What you need to do >>
Using the string "subtract" as the key, pull each matching line out of the records below.

Available records >>
◇ ◇ ◇ ◇ ◇

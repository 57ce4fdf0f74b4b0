use super::moving_average::calculate_ema;
use crate::models::{IndicatorSeries, MacdResult};

/// Pointwise `a - b`, invalid where either side is invalid
pub(crate) fn subtract(a: &IndicatorSeries, b: &IndicatorSeries) -> IndicatorSeries {
    a.iter()
        .zip(b.iter())
        .map(|(a, b)| Some((*a)? - (*b)?))
        .collect()
}

/// Calculate MACD indicator
///
/// MACD = EMA(fast) - EMA(slow)
/// Signal = EMA(signal) of MACD
/// Histogram = MACD - Signal
///
/// All three lines stay indexed 1:1 with `prices`; positions where an
/// underlying EMA is still warming up are invalid.
pub fn calculate_macd(
    prices: &[f64],
    fast_period: usize,
    slow_period: usize,
    signal_period: usize,
) -> MacdResult {
    let fast_ema = calculate_ema(prices, fast_period);
    let slow_ema = calculate_ema(prices, slow_period);

    let macd_line = subtract(&fast_ema, &slow_ema);
    let signal_line = calculate_ema(&macd_line, signal_period);
    let histogram = subtract(&macd_line, &signal_line);

    MacdResult {
        macd_line,
        signal_line,
        histogram,
    }
}

/// Calculate MACD with default periods (12, 26, 9)
pub fn calculate_macd_default(prices: &[f64]) -> MacdResult {
    calculate_macd(prices, 12, 26, 9)
}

◇ ◇ ◇ ◇ ◇

Final answer >>
pub(crate) fn subtract(a: &IndicatorSeries, b: &IndicatorSeries) -> IndicatorSeries {
    let macd_line = subtract(&fast_ema, &slow_ema);
    let histogram = subtract(&macd_line, &signal_line);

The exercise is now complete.